With the support of the three levels of WHO (headquarters and regional and country offices), Nepal’s Epidemiology and Disease Control Division (EDCD) recently organized a workshop to train physicians, medical doctors, laboratory personnel and medical recorders from Province 1 on the revised national guidelines and the introduction of an online tracking surveillance system which uses the DHIS 2 platform.
The revised guidelines align with WHO’s latest recommendation and contain a dedicated chapter on outbreak investigations and response focused on expanding diagnostics and treatment sites, case-based surveillance in all districts and reporting of cases.
The WHO Country Office and WHO headquarters technically supported the development and roll out of the surveillance system and the guidelines. Medical doctors and medical recorders from kala-azar treatment centres also benefitted from practical training on the web tracking system, which will be phased out and expanded to all districts.
“I feel extremely privileged to be a part of this kala-azar guideline launching and training programme in Province 1,” said Dr Laxman Khadka, Medical Officer from Sankhuwasabha District Hospital. “With this timely dissemination of the guidelines and the training we can surely achieve the elimination target set by the national programme.”
“Doctors are now updated on the new recommendation for early case diagnosis and proper management of kala-azar cases along with the updated surveillance system. This will enable the country to accelerate its elimination efforts and sustain the gains made so far,” added Ghanashyam Pokharel, Section Chief, NTD and Vector Borne Disease Control Section, EDCD.
“Nepal is the second country in the region to roll out case-based surveillance for kala-azar, and the country’s commitment and dedication of local staff to implementation is exemplary,” said Dr Lise Grout, Epidemiologist, WHO Department of Control of Neglected Tropical Diseases. WHO supported national efforts to design, field test and pilot the surveillance system.
In 2005, EDCD formulated a national plan to eliminate kala azar in Nepal.2 National guidelines, revised in 2010, 2014 and now in 2019, recommends single-dose liposomal amphotericin B for first-line treatment of primary kala-azar in line with the global WHO recommendation.
To support the efforts of the national programme, WHO has ensured a stable supply of liposomal amphotericin B, which is donated by Gilead until 2021.
“This collaborative approach with EDCD is one of the best examples in the region and can be replicated in other countries with a similar context” said Dr Jos Vandelaer, WHO Representative to Nepal.”
Leishmaniasis is caused by protozoan parasites from more than 20 Leishmania species and is transmitted to humans by the bite of infected female sandflies. There are three main forms of the disease: visceral, cutaneous and mucocutaneous.

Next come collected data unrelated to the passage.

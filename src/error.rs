//! Error types for creative-studio service

use axum::{
    http::StatusCode,
    response::{IntoResponse, Response},
    Json,
};
use thiserror::Error;

#[derive(Error, Debug)]
pub enum StudioError {
    #[error("{0}")]
    Validation(String),

    #[error("{0}")]
    PayloadTooLarge(String),

    #[error("Content not found: {0}")]
    NotFound(String),

    #[error("Database error: {0}")]
    Database(#[from] sqlx::Error),

    #[error("I/O error: {0}")]
    Io(#[from] std::io::Error),

    #[error("Serialization error: {0}")]
    Serialization(#[from] serde_json::Error),

    #[error("Generation error: {0}")]
    Generation(String),

    #[error("ASR error: {0}")]
    Asr(String),

    #[error("Internal error: {0}")]
    Internal(String),
}

pub type StudioResult<T> = Result<T, StudioError>;

impl StudioError {
    pub fn status(&self) -> StatusCode {
        match self {
            StudioError::Validation(_) => StatusCode::BAD_REQUEST,
            StudioError::NotFound(_) => StatusCode::NOT_FOUND,
            StudioError::PayloadTooLarge(_) => StatusCode::PAYLOAD_TOO_LARGE,
            StudioError::Asr(_) => StatusCode::BAD_GATEWAY,
            _ => StatusCode::INTERNAL_SERVER_ERROR,
        }
    }
}

impl IntoResponse for StudioError {
    fn into_response(self) -> Response {
        let status = self.status();
        if status.is_server_error() {
            tracing::error!("Request failed: {}", self);
        }

        let body = Json(serde_json::json!({
            "error": self.to_string(),
            "status": status.as_u16(),
        }));

        (status, body).into_response()
    }
}
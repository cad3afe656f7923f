//! Animation generator
//!
//! Lays out a short clip of coloured text frames and hands it to a
//! [`VideoRenderer`]. The production renderer drives `ffmpeg`.

use super::poem::headline;
use super::text::wrap;
use crate::error::{StudioError, StudioResult};
use crate::models::VideoMeta;
use async_trait::async_trait;
use std::path::{Path, PathBuf};
use std::sync::Arc;
use tokio::process::Command;

/// Frame background colours, in order
pub const PALETTES: [(u8, u8, u8); 4] = [(20, 160, 255), (200, 50, 120), (60, 180, 75), (255, 150, 20)];

pub const FRAME_COUNT: usize = 3;
pub const FRAME_SIZE: u32 = 720;
pub const FRAME_SECONDS: f32 = 1.0;
pub const FPS: u32 = 24;
pub const WRAP_WIDTH: usize = 30;
pub const TEXT_MARGIN: u32 = 40;
pub const FONT_SIZE: u32 = 28;

/// One still frame of the clip
#[derive(Debug, Clone, PartialEq)]
pub struct Frame {
    pub color: (u8, u8, u8),
    pub lines: Vec<String>,
    pub seconds: f32,
    /// Where the renderer may stage the frame text
    pub text_file: PathBuf,
}

impl Frame {
    pub fn text(&self) -> String {
        self.lines.join("\n")
    }

    pub fn hex_color(&self) -> String {
        let (r, g, b) = self.color;
        format!("0x{:02x}{:02x}{:02x}", r, g, b)
    }
}

/// Everything a renderer needs to produce the clip
#[derive(Debug, Clone)]
pub struct RenderPlan {
    pub frames: Vec<Frame>,
    pub audio: Option<PathBuf>,
    pub size: u32,
    pub fps: u32,
    pub output: PathBuf,
}

impl RenderPlan {
    pub fn duration(&self) -> f32 {
        self.frames.iter().map(|f| f.seconds).sum()
    }
}

/// Turns a render plan into a video file at `plan.output`
#[async_trait]
pub trait VideoRenderer: Send + Sync {
    async fn render(&self, plan: &RenderPlan) -> StudioResult<()>;
}

/// Renderer that shells out to ffmpeg (H.264 video, AAC audio)
pub struct FfmpegRenderer {
    binary: String,
    font_file: Option<PathBuf>,
}

impl FfmpegRenderer {
    pub fn new(binary: &str, font_file: Option<PathBuf>) -> Self {
        Self {
            binary: binary.to_string(),
            font_file,
        }
    }

    /// Command-line arguments for rendering `plan`
    pub fn command_args(&self, plan: &RenderPlan) -> Vec<String> {
        let mut args: Vec<String> = ["-y", "-hide_banner", "-loglevel", "error"]
            .iter()
            .map(|s| s.to_string())
            .collect();

        for frame in &plan.frames {
            args.push("-f".into());
            args.push("lavfi".into());
            args.push("-i".into());
            args.push(format!(
                "color=c={}:s={}x{}:r={}:d={}",
                frame.hex_color(),
                plan.size,
                plan.size,
                plan.fps,
                frame.seconds
            ));
        }

        if let Some(audio) = &plan.audio {
            args.push("-i".into());
            args.push(audio.to_string_lossy().into_owned());
        }

        let mut graph = Vec::with_capacity(plan.frames.len() + 1);
        let mut labels = String::new();
        for (i, frame) in plan.frames.iter().enumerate() {
            let mut drawtext = format!(
                "[{i}:v]drawtext=textfile={}:fontcolor=white:fontsize={}:x={}:y={}:line_spacing=8:expansion=none",
                quote_filter_value(&frame.text_file.to_string_lossy()),
                FONT_SIZE,
                TEXT_MARGIN,
                TEXT_MARGIN,
            );
            if let Some(font) = &self.font_file {
                drawtext.push_str(&format!(":fontfile={}", quote_filter_value(&font.to_string_lossy())));
            }
            drawtext.push_str(&format!("[v{i}]"));
            graph.push(drawtext);
            labels.push_str(&format!("[v{i}]"));
        }
        graph.push(format!("{}concat=n={}:v=1:a=0[outv]", labels, plan.frames.len()));

        args.push("-filter_complex".into());
        args.push(graph.join(";"));
        args.push("-map".into());
        args.push("[outv]".into());

        if plan.audio.is_some() {
            args.push("-map".into());
            args.push(format!("{}:a", plan.frames.len()));
            args.push("-c:a".into());
            args.push("aac".into());
        }

        args.extend(
            ["-c:v", "libx264", "-pix_fmt", "yuv420p", "-r"]
                .iter()
                .map(|s| s.to_string()),
        );
        args.push(plan.fps.to_string());
        // Audio longer than the frames is cut at the video's end
        args.push("-t".into());
        args.push(format!("{:.2}", plan.duration()));
        args.push(plan.output.to_string_lossy().into_owned());

        args
    }
}

#[async_trait]
impl VideoRenderer for FfmpegRenderer {
    async fn render(&self, plan: &RenderPlan) -> StudioResult<()> {
        for frame in &plan.frames {
            tokio::fs::write(&frame.text_file, frame.text()).await?;
        }

        let args = self.command_args(plan);
        tracing::debug!("Running {} {}", self.binary, args.join(" "));

        let output = Command::new(&self.binary)
            .args(&args)
            .output()
            .await
            .map_err(|e| StudioError::Generation(format!("Failed to launch {}: {}", self.binary, e)));

        for frame in &plan.frames {
            if let Err(e) = tokio::fs::remove_file(&frame.text_file).await {
                tracing::debug!("Could not remove {}: {}", frame.text_file.display(), e);
            }
        }

        let output = output?;
        if !output.status.success() {
            let stderr = String::from_utf8_lossy(&output.stderr);
            return Err(StudioError::Generation(format!(
                "ffmpeg exited with {}: {}",
                output.status,
                stderr.trim()
            )));
        }

        Ok(())
    }
}

/// Single-quote a filter option value for an ffmpeg filtergraph
fn quote_filter_value(value: &str) -> String {
    format!("'{}'", value.replace('\'', r"'\''"))
}

/// Animation generator
pub struct AnimationGenerator {
    output_dir: PathBuf,
    renderer: Arc<dyn VideoRenderer>,
}

impl AnimationGenerator {
    pub fn new(output_dir: PathBuf, renderer: Arc<dyn VideoRenderer>) -> Self {
        Self { output_dir, renderer }
    }

    /// Where the clip for `uid` is written
    pub fn output_path(&self, uid: Option<&str>) -> PathBuf {
        self.output_dir
            .join(format!("video_{}.mp4", uid.unwrap_or("anon")))
    }

    /// Lay out the clip without rendering it
    pub fn plan(
        &self,
        prompt: &str,
        poem_text: Option<&str>,
        music_path: Option<&Path>,
        uid: Option<&str>,
    ) -> RenderPlan {
        let texts = [prompt, poem_text.and_then(headline).unwrap_or_default()];
        let tag = uid.unwrap_or("anon");

        let frames = PALETTES
            .iter()
            .take(FRAME_COUNT)
            .enumerate()
            .map(|(i, color)| {
                let text = texts[i % texts.len()];
                let text = if text.trim().is_empty() { prompt } else { text };
                Frame {
                    color: *color,
                    lines: wrap(text, WRAP_WIDTH),
                    seconds: FRAME_SECONDS,
                    text_file: self.output_dir.join(format!("frame_{}_{}.txt", tag, i)),
                }
            })
            .collect();

        RenderPlan {
            frames,
            audio: music_path.filter(|p| p.exists()).map(Path::to_path_buf),
            size: FRAME_SIZE,
            fps: FPS,
            output: self.output_path(uid),
        }
    }

    /// Render `video_<uid>.mp4`, attaching the music when it exists
    pub async fn generate(
        &self,
        prompt: &str,
        poem_text: Option<&str>,
        music_path: Option<&Path>,
        uid: Option<&str>,
    ) -> StudioResult<VideoMeta> {
        let plan = self.plan(prompt, poem_text, music_path, uid);
        self.renderer.render(&plan).await?;

        let file = plan
            .output
            .file_name()
            .map(|n| n.to_string_lossy().into_owned())
            .ok_or_else(|| StudioError::Internal("video output has no file name".to_string()))?;

        Ok(VideoMeta {
            duration: round2(plan.duration()),
            has_audio: plan.audio.is_some(),
            path: plan.output,
            file,
        })
    }
}

fn round2(value: f32) -> f32 {
    (value * 100.0).round() / 100.0
}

Visceral leishmaniasis, the most serious form of the disease, is endemic in more than 80 countries. It is characterized by irregular bouts of fever, weight loss, enlargement of the spleen and liver, and anaemia. The disease is highly endemic in the Indian subcontinent and in East Africa, where an estimated 200 000–400 000 new cases occur each year. Some 90% of all new cases are reported from six countries: Brazil, Ethiopia, India, Somalia, South Sudan and Sudan.
Left untreated, visceral leishmaniasis is fatal in more than 95% of cases within 2 years after the onset of the disease.
Leishmaniasis owes its name to Sir William Leishman, a British army medical officer, who discovered the disease in 1901 and published his findings in 1903.
1Defined as less than 1 case per 10 000 population at district level in Nepal and at sub-district level in Bangladesh and in India.
2In 2005, the governments of Bangladesh, India and Nepal – supported by WHO – launched a regional kala-azar elimination initiative to reduce the number of cases to a level where the infection no longer represents a public health problem.